Mais alors que les États-Unis se débattent avec de nouvelles épidémies de Covid-19 qui pèsent sur la reprise économique, le dollar a trébuché. Aujourd’hui, certains à Wall Street avertissent qu’il pourrait encore chuter, en partie à cause de la façon dont le président Donald Trump a géré la crise et des politiques isolationnistes.

Le dollar, symbole important de la position mondiale de l’Amérique, reste la principale monnaie de choix pour les investisseurs, qui l’utilisent pour négocier un large éventail d’actifs. C’est également la première monnaie de réserve au monde, détenue en grande quantité par les gouvernements, les banques centrales et d’autres grandes institutions financières. Les taureaux et les sceptiques du dollar constatent qu’il n’y a pas vraiment d’alternative à l’heure actuelle.

Pourtant, les investisseurs sont de moins en moins optimistes quant aux perspectives du dollar. Même si ces investisseurs ne représentent pas un échantillon représentatif majoritaire, l’endettement croissant et l’engagement de M. Trump en faveur de la politique de « l’Amérique d’abord » ont ajouté aux risques. La diminution du rôle des États-Unis sur la scène mondiale pourrait encourager les alliés à augmenter leurs avoirs dans d’autres grandes monnaies.

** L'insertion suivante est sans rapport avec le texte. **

//! Read-only file preview with a size cap and binary guard.

use std::fs;
use std::path::Path;

use crate::core::error::CoreError;
use crate::utils::file_detection::is_binary;

#[derive(Debug, Clone, PartialEq)]
pub struct Preview {
    pub content: String,
    /// True when `content` is a placeholder instead of the file's text.
    pub is_placeholder: bool,
}

/// Loads a file's content for display in the preview pane.
///
/// Binary files and files above `max_bytes` get a short placeholder
/// instead of their content; only a failed metadata/read call is an error.
pub fn load_preview(path: &Path, max_bytes: u64) -> Result<Preview, CoreError> {
    let name = path
        .file_name()
        .map(|n| n.to_string_lossy().into_owned())
        .unwrap_or_else(|| path.to_string_lossy().into_owned());

    let size = fs::metadata(path)
        .map_err(|e| CoreError::Io(e, path.to_path_buf()))?
        .len();

    if is_binary(path) {
        return Ok(Preview {
            content: format!("File: {name}\n\n(Binary file, content not displayed)"),
            is_placeholder: true,
        });
    }
    if size > max_bytes {
        return Ok(Preview {
            content: format!(
                "File: {name}\n\n(File is too large for preview: {} MB.\nMax preview size: {} MB)",
                size / (1024 * 1024),
                max_bytes / (1024 * 1024)
            ),
            is_placeholder: true,
        });
    }

    let bytes = fs::read(path).map_err(|e| CoreError::Io(e, path.to_path_buf()))?;
    Ok(Preview {
        content: String::from_utf8_lossy(&bytes).into_owned(),
        is_placeholder: false,
    })
}

#[cfg(test)]
mod tests {
    use super::*;
    use tempfile::TempDir;

    const ONE_MB: u64 = 1024 * 1024;

    #[test]
    fn returns_text_content() {
        let tmp = TempDir::new().unwrap();
        let path = tmp.path().join("app.py");
        fs::write(&path, "x = 1\n").unwrap();

        let preview = load_preview(&path, ONE_MB).unwrap();
        assert_eq!(preview.content, "x = 1\n");
        assert!(!preview.is_placeholder);
    }

    #[test]
    fn binary_file_gets_placeholder() {
        let tmp = TempDir::new().unwrap();
        let path = tmp.path().join("blob.png");
        fs::write(&path, b"\x89PNG").unwrap();

        let preview = load_preview(&path, ONE_MB).unwrap();
        assert!(preview.is_placeholder);
        assert!(preview.content.contains("Binary file"));
    }

    #[test]
    fn oversized_file_gets_placeholder() {
        let tmp = TempDir::new().unwrap();
        let path = tmp.path().join("big.txt");
        fs::write(&path, "a".repeat(2048)).unwrap();

        let preview = load_preview(&path, 1024).unwrap();
        assert!(preview.is_placeholder);
        assert!(preview.content.contains("too large"));
    }

    #[test]
    fn missing_file_is_an_error() {
        let tmp = TempDir::new().unwrap();
        let err = load_preview(&tmp.path().join("gone.txt"), ONE_MB);
        assert!(err.is_err());
    }
}
//! The state machine behind the hover icon mode.

use std::fmt;

/// Which surface the user currently sees.
#[derive(Debug, Clone, Copy, PartialEq, Eq)]
pub enum UiMode {
    /// The main window with the full project UI.
    Full,
    /// The small always-on-top icon.
    Hover,
}

impl UiMode {
    pub fn as_str(self) -> &'static str {
        match self {
            UiMode::Full => "full",
            UiMode::Hover => "hover",
        }
    }

    /// Parses a persisted mode string; anything unrecognized means Full.
    pub fn parse(value: &str) -> Self {
        match value {
            "hover" => UiMode::Hover,
            _ => UiMode::Full,
        }
    }
}

impl fmt::Display for UiMode {
    fn fmt(&self, f: &mut fmt::Formatter<'_>) -> fmt::Result {
        f.write_str(self.as_str())
    }
}

/// What the user did.
#[derive(Debug, Clone, Copy, PartialEq, Eq)]
pub enum HoverTrigger {
    /// Collapse the main window into the hover icon.
    Minimize,
    /// Restore the main window from the hover icon.
    Expand,
    /// Click the hover icon (or the export button).
    Activate,
}

/// What the shell must do in response.
#[derive(Debug, Clone, Copy, PartialEq, Eq)]
pub enum HoverEffect {
    EnterHover,
    EnterFull,
    TriggerExport,
}

/// Tracks the UI mode and translates triggers into shell effects.
///
/// Activation never changes the mode: clicking the hover icon fires an
/// export and the icon stays put.
#[derive(Debug)]
pub struct HoverController {
    mode: UiMode,
}

impl HoverController {
    pub fn new(mode: UiMode) -> Self {
        Self { mode }
    }

    pub fn mode(&self) -> UiMode {
        self.mode
    }

    /// Applies a trigger. Returns the effect the shell should carry out,
    /// or `None` when the trigger is a no-op in the current mode.
    pub fn trigger(&mut self, trigger: HoverTrigger) -> Option<HoverEffect> {
        match (self.mode, trigger) {
            (UiMode::Full, HoverTrigger::Minimize) => {
                self.mode = UiMode::Hover;
                Some(HoverEffect::EnterHover)
            }
            (UiMode::Hover, HoverTrigger::Expand) => {
                self.mode = UiMode::Full;
                Some(HoverEffect::EnterFull)
            }
            (_, HoverTrigger::Activate) => Some(HoverEffect::TriggerExport),
            _ => None,
        }
    }
}
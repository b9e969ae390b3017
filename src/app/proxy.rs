//! Abstraction over the event loop's event sender.

use super::events::UserEvent;
use tao::event_loop::EventLoopProxy;

/// Fire-and-forget sender for backend-to-UI events. Abstracted as a trait
/// so tests can capture events instead of needing a running event loop.
pub trait EventProxy: Send + Sync + Clone + 'static {
    fn send_event(&self, event: UserEvent);
}

impl EventProxy for EventLoopProxy<UserEvent> {
    fn send_event(&self, event: UserEvent) {
        // The loop only disappears at shutdown; a failed send is not worth
        // more than a log line.
        if let Err(e) = self.send_event(event) {
            tracing::warn!("Failed to send event to event loop: {}", e);
        }
    }
}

Considéré comme un autre vent contraire, les gestionnaires d’actifs comme BlackRock encouragent leurs clients à envisager des opportunités d’investissement en Europe, où les pays semblent mieux maîtriser les défis sanitaires et économiques posés par le virus. Cela pourrait inciter les traders à vendre des dollars et à acheter des euros.

Ces tendances pourraient nuire à la valeur du dollar dans les mois à venir, même si les experts avertissent que tout changement substantiel du régime monétaire mondial prendrait des décennies.